- DVD cover
- Directed by: Pamela Rooks
- Based on: Dance Like a Man by Mahesh Dattani
- Produced by: NFDC Rooks A. V.
- Starring: Shobana Arif Zakaria Anoushka Shankar
- Cinematography: Sunny Joseph
- Edited by: Bina
- Music by: Ganesh–Kumaresh
- Release date: 1 May 2004;
- Country: India
- Language: English

= Dance Like a Man =

Dance Like a Man is a 2004 Indian English-language dance drama film directed by Pamela Rooks based on the play of the same name by Mahesh Dattani. The film stars Shobana, Arif Zakaria and Anoushka Shankar in her acting debut. The film won the National Film Award for Best Feature Film in English.

== Cast ==
- Shobana as Ratna
- Arif Zakaria as Jairaj Parekh
- Anoushka Shankar as Lata
- Mohan Agashe as Amritlal Parekh
- Samir Soni as Vishal
- Vijay Crishna as the older Jairaj Parekh

== Production ==
Shobana and Anoushka Shankar were cast in the film due to their expertise in Bharatanatyam. After liking Arif Zakaria's performance as a eunuch in Darmiyaan (1997), he was cast in this film and underwent training in Bharatanatyam. The film was shot in Bangalore akin to the play. Shobana didn't watch the play because she didn't want to be influenced by it.

== Reception ==
=== Critical response ===
Film critic Subhash K. Jha wrote that "Unlike Mahesh Dattani, who has deliberately denuded his film Morning Raga of the theatrical element, Pamela Rooks seems to revel in the staginess of the original material". A critic from Rediff.com and wrote that "Dance Like A Man can be lauded for trying, though it could have done much better to rise above the bookishness that often hampers the script". Reviewing the film at its Chennai screening in October 2004, a critic from The Hindu wrote that "On the whole the story and the time zones lend themselves to visual poetry at times eventhoughthe dialogue is painfully studied.
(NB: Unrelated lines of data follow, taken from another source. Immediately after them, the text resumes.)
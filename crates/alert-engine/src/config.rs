//! Engine configuration.

use std::path::Path;
use std::time::Duration;

use serde::{Deserialize, Serialize};

use crate::error::{AlertError, Result};

const DAY_MS: u64 = 24 * 60 * 60 * 1000;

/// Configuration for the [`AlertManager`](crate::AlertManager).
///
/// Every field is optional when deserializing; missing fields take the
/// values of [`AlertManagerConfig::default`].
#[derive(Debug, Clone, PartialEq, Eq, Serialize, Deserialize)]
#[serde(default)]
pub struct AlertManagerConfig {
    /// Engine name, attached to log events.
    pub name: String,
    /// Maximum number of alerts kept in history.
    pub history_size: usize,
    /// Milliseconds between evaluation ticks. Zero disables the ticker.
    pub check_interval_ms: u64,
    /// Milliseconds between cleanup ticks. Zero disables the ticker.
    pub cleanup_interval_ms: u64,
    /// How long resolved alerts stay in history, in milliseconds.
    pub retention_ms: u64,
    /// Maximum number of samples kept per metric.
    pub metric_history_size: usize,
    /// Whether anomaly rules are evaluated and samples recorded.
    pub enable_anomaly_detection: bool,
    /// Whether repeated triggers merge into the open alert.
    pub group_similar_alerts: bool,
    /// Resolve alerts automatically this many milliseconds after creation.
    pub auto_resolve_after_ms: Option<u64>,
    /// Coalescing delay for repeated triggers. Zero raises alerts immediately.
    pub debounce_timeout_ms: u64,
    /// Upper bound on a single metric fetch, in milliseconds.
    pub fetch_timeout_ms: u64,
    /// Upper bound on a single channel send, in milliseconds.
    pub send_timeout_ms: u64,
    /// Events buffered per subscriber before it starts lagging.
    pub event_buffer_size: usize,
}

impl Default for AlertManagerConfig {
    fn default() -> Self {
        Self {
            name: "AlertManager".to_string(),
            history_size: 1000,
            check_interval_ms: 60_000,
            cleanup_interval_ms: DAY_MS,
            retention_ms: 30 * DAY_MS,
            metric_history_size: 100,
            enable_anomaly_detection: false,
            group_similar_alerts: false,
            auto_resolve_after_ms: None,
            debounce_timeout_ms: 0,
            fetch_timeout_ms: 5_000,
            send_timeout_ms: 10_000,
            event_buffer_size: 1024,
        }
    }
}

impl AlertManagerConfig {
    /// Loads configuration from a JSON file.
    ///
    /// # Errors
    ///
    /// Returns `AlertError::InvalidConfig` if the file cannot be read,
    /// parsed or fails validation.
    pub fn from_file(path: impl AsRef<Path>) -> Result<Self> {
        let path = path.as_ref();
        let content = std::fs::read_to_string(path).map_err(|e| AlertError::InvalidConfig {
            reason: format!("failed to read config file '{}': {e}", path.display()),
        })?;

        Self::from_json(&content)
    }

    /// Parses configuration from a JSON string.
    ///
    /// # Errors
    ///
    /// Returns `AlertError::InvalidConfig` if the JSON is invalid or the
    /// configuration fails validation.
    pub fn from_json(content: &str) -> Result<Self> {
        let config: Self = serde_json::from_str(content).map_err(|e| AlertError::InvalidConfig {
            reason: format!("invalid JSON: {e}"),
        })?;

        config.validate()?;
        Ok(config)
    }

    /// Validates the configuration.
    ///
    /// # Errors
    ///
    /// Returns `AlertError::InvalidConfig` describing the first invalid field.
    pub fn validate(&self) -> Result<()> {
        if self.name.trim().is_empty() {
            return Err(invalid("name cannot be empty"));
        }

        if self.history_size == 0 {
            return Err(invalid("history_size must be positive"));
        }

        if self.metric_history_size == 0 {
            return Err(invalid("metric_history_size must be positive"));
        }

        if self.fetch_timeout_ms == 0 {
            return Err(invalid("fetch_timeout_ms must be positive"));
        }

        if self.send_timeout_ms == 0 {
            return Err(invalid("send_timeout_ms must be positive"));
        }

        if self.event_buffer_size == 0 {
            return Err(invalid("event_buffer_size must be positive"));
        }

        if self.auto_resolve_after_ms == Some(0) {
            return Err(invalid("auto_resolve_after_ms must be positive when set"));
        }

        Ok(())
    }

    /// Evaluation tick period, or `None` when disabled.
    #[must_use]
    pub fn check_interval(&self) -> Option<Duration> {
        non_zero(self.check_interval_ms)
    }

    /// Cleanup tick period, or `None` when disabled.
    #[must_use]
    pub fn cleanup_interval(&self) -> Option<Duration> {
        non_zero(self.cleanup_interval_ms)
    }

    /// How long resolved alerts are retained.
    #[must_use]
    pub const fn retention(&self) -> Duration {
        Duration::from_millis(self.retention_ms)
    }

    /// Delay after which new alerts resolve themselves, if configured.
    #[must_use]
    pub fn auto_resolve_after(&self) -> Option<Duration> {
        self.auto_resolve_after_ms.and_then(non_zero)
    }

    /// Coalescing delay for repeated triggers.
    #[must_use]
    pub const fn debounce_timeout(&self) -> Duration {
        Duration::from_millis(self.debounce_timeout_ms)
    }

    /// Upper bound on a single metric fetch.
    #[must_use]
    pub const fn fetch_timeout(&self) -> Duration {
        Duration::from_millis(self.fetch_timeout_ms)
    }

    /// Upper bound on a single channel send.
    #[must_use]
    pub const fn send_timeout(&self) -> Duration {
        Duration::from_millis(self.send_timeout_ms)
    }
}

fn non_zero(ms: u64) -> Option<Duration> {
    (ms > 0).then(|| Duration::from_millis(ms))
}

fn invalid(reason: &str) -> AlertError {
    AlertError::InvalidConfig {
        reason: reason.to_string(),
    }
}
The director uses the past and present in alternating sequences to tell the story, and the visual imagery contrasts and merges with the narration. Adding mood to the striking frames is the classically tuned background score by Ganesh-Kumaresh, which heightens the sense of time and ambience in an artiste's environment. But this is the kind of film that will attract only a niche audience".